The internals¶
3 main differences¶
Let’s start with three git’s features you should become familiar with.
- There’s no server: the repository is local. Most operations are local and don’t require network access. Also for this reason you will find git incredibly fast.
- The project is indivisible: git always works with the whole
source code of the project and not on single directories or files;
committing in the main directory or in a sub-directory is exactly the same thuing.
The concept
checkout
of a single file or directory doesn’t exist. git assumes the project as the indivisible unit of work. - git doesn’t memorize files’ changes: git always saves entire files.

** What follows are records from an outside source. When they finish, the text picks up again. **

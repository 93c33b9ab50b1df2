//! fractal-ctl — command-line front end for the fractal content loader.

use std::path::PathBuf;

use anyhow::{Context, Result};

use fractal_core::FractalConfig;

mod cmd;

fn print_usage() {
    println!("Usage: fractal-ctl [--store <dir>] [--manifest <path>] <command>");
    println!();
    println!("Commands:");
    println!("  load <site> [--out <path>]   Load a site and write its content");
    println!("  scan <site>                  List a site's leaves without fetching them");
    println!("  sites                        List sites in the manifest");
    println!("  config                       Show the effective configuration");
    println!("  config init                  Write the default config file if missing");
    println!();
    println!("Options:");
    println!("  --store <dir>       Chunk directory (overrides store.chunk_dir)");
    println!("  --manifest <path>   Site manifest (overrides store.manifest_path)");
    println!("  --out <path>        Output file for load (default: <site>.out)");
    println!();
    println!("Set RUST_LOG=info to see progress.");
}

// ── Entry point ───────────────────────────────────────────────────────────────

#[tokio::main]
async fn main() -> Result<()> {
    tracing_subscriber::fmt()
        .with_env_filter(tracing_subscriber::EnvFilter::from_default_env())
        .with_writer(std::io::stderr)
        .init();

    let args: Vec<String> = std::env::args().skip(1).collect();

    let mut config = FractalConfig::load().unwrap_or_else(|e| {
        tracing::warn!(error = %e, "failed to load config, using defaults");
        FractalConfig::default()
    });

    let mut out: Option<PathBuf> = None;
    let mut remaining: Vec<&str> = Vec::new();
    let mut i = 0;
    while i < args.len() {
        match args[i].as_str() {
            "--store" => {
                i += 1;
                config.store.chunk_dir = args.get(i).context("--store requires a value")?.into();
            }
            "--manifest" => {
                i += 1;
                config.store.manifest_path =
                    args.get(i).context("--manifest requires a value")?.into();
            }
            "--out" => {
                i += 1;
                out = Some(args.get(i).context("--out requires a value")?.into());
            }
            other => remaining.push(other),
        }
        i += 1;
    }

    match remaining.as_slice() {
        ["load", site] => cmd::load::run(&config, site, out.as_deref()).await,
        ["scan", site] => cmd::scan::run(&config, site).await,
        ["sites"] => cmd::scan::list_sites(&config),
        ["config"] => cmd::config::show(&config),
        ["config", "init"] => cmd::config::init(),
        ["help"] | ["--help"] | ["-h"] | [] => {
            print_usage();
            Ok(())
        }
        other => {
            eprintln!("Unknown command: {}", other.join(" "));
            eprintln!();
            print_usage();
            std::process::exit(1);
        }
    }
}
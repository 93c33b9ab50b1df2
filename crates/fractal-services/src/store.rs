//! Directory-backed chunk reader.
//!
//! Chunks are files named by address in a two-level directory structure:
//!   {root}/{hex[0..2]}/{full_hex}
//!
//! This is the same layout Git uses for objects. Files are immutable —
//! the loader only ever reads them.

use std::fs;
use std::io::ErrorKind;
use std::path::{Path, PathBuf};

use bytes::Bytes;
use memmap2::Mmap;

use fractal_core::{Address, BatchSlot};

use crate::reader::{ChunkReader, ReadError};

#[derive(Clone)]
pub struct DirReader {
    root: PathBuf,
}

impl DirReader {
    pub fn new(root: impl Into<PathBuf>) -> Self {
        Self { root: root.into() }
    }

    pub fn root(&self) -> &Path {
        &self.root
    }

    /// Filesystem path of the chunk stored at `address`.
    pub fn chunk_path(&self, address: &Address) -> PathBuf {
        let hex = hex::encode(address.as_bytes());
        // Two-level: chunks/ab/abc123...
        self.root.join(&hex[0..2]).join(&hex)
    }

    /// Count chunk files under the root (for stats/debugging).
    pub fn count(&self) -> usize {
        let mut total = 0;
        if let Ok(entries) = fs::read_dir(&self.root) {
            for entry in entries.flatten() {
                if let Ok(subdir) = fs::read_dir(entry.path()) {
                    total += subdir.count();
                }
            }
        }
        total
    }

    fn load(&self, address: &Address) -> Result<Bytes, ReadError> {
        let path = self.chunk_path(address);
        let file = match fs::File::open(&path) {
            Ok(f) => f,
            Err(e) if e.kind() == ErrorKind::NotFound => {
                return Err(ReadError::NotFound(*address))
            }
            Err(source) => {
                return Err(ReadError::Io {
                    address: *address,
                    source,
                })
            }
        };

        let len = file
            .metadata()
            .map_err(|source| ReadError::Io {
                address: *address,
                source,
            })?
            .len();
        // Zero-length files cannot be mapped.
        if len == 0 {
            return Ok(Bytes::new());
        }

        // Safety: file is opened read-only and we don't mutate the mmap
        let mmap = unsafe {
            Mmap::map(&file).map_err(|source| ReadError::Io {
                address: *address,
                source,
            })?
        };
        tracing::trace!(address = %address, bytes = mmap.len(), "chunk read from disk");
        Ok(Bytes::copy_from_slice(&mmap))
    }
}

impl ChunkReader for DirReader {
    async fn read(&self, address: &Address) -> Result<Bytes, ReadError> {
        self.load(address)
    }

    async fn read_batch(&self, addresses: &[Address]) -> Result<Vec<BatchSlot>, ReadError> {
        let mut slots = Vec::with_capacity(addresses.len());
        for address in addresses {
            match self.load(address) {
                Ok(data) => slots.push(BatchSlot::ok(&data)),
                Err(ReadError::NotFound(_)) => slots.push(BatchSlot::failed()),
                // Anything else means the store itself is unhealthy: fail the whole call.
                Err(e) => return Err(e),
            }
        }
        Ok(slots)
    }
}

If you modify a single character of a 2 mega file, git memorizes in full the new version of the file. This is an important difference: SVN memorizes the differences and, when required, rebuilds the file; git memorizes the file and, when required, rebuilds the differences.
4 levels of offline operations¶
Re the absence of a server i lied a little: as I already said and as you will see later, git is a peer-to-peer system, and it can interact with remote servers. Despite this, it remains a substantially local system.
In order to better understand how this can benefit you, try to see what follows: when a project’s source code is hosted on a remote computer, you have four ways to edit the code
- You leave all the code on the remote computer and access it with ssh to edit a single file
- You find the way to obtain a copy of the single file so that you can work on it in local more comfortably, and you leave all the rest on the remote computer
- You find the way to obtain a local copy of a whole file system tree and leave the rest of commits’ history on the remote computer
- You obtain a local copy of the whole repository with the whole history of the project and you work locally.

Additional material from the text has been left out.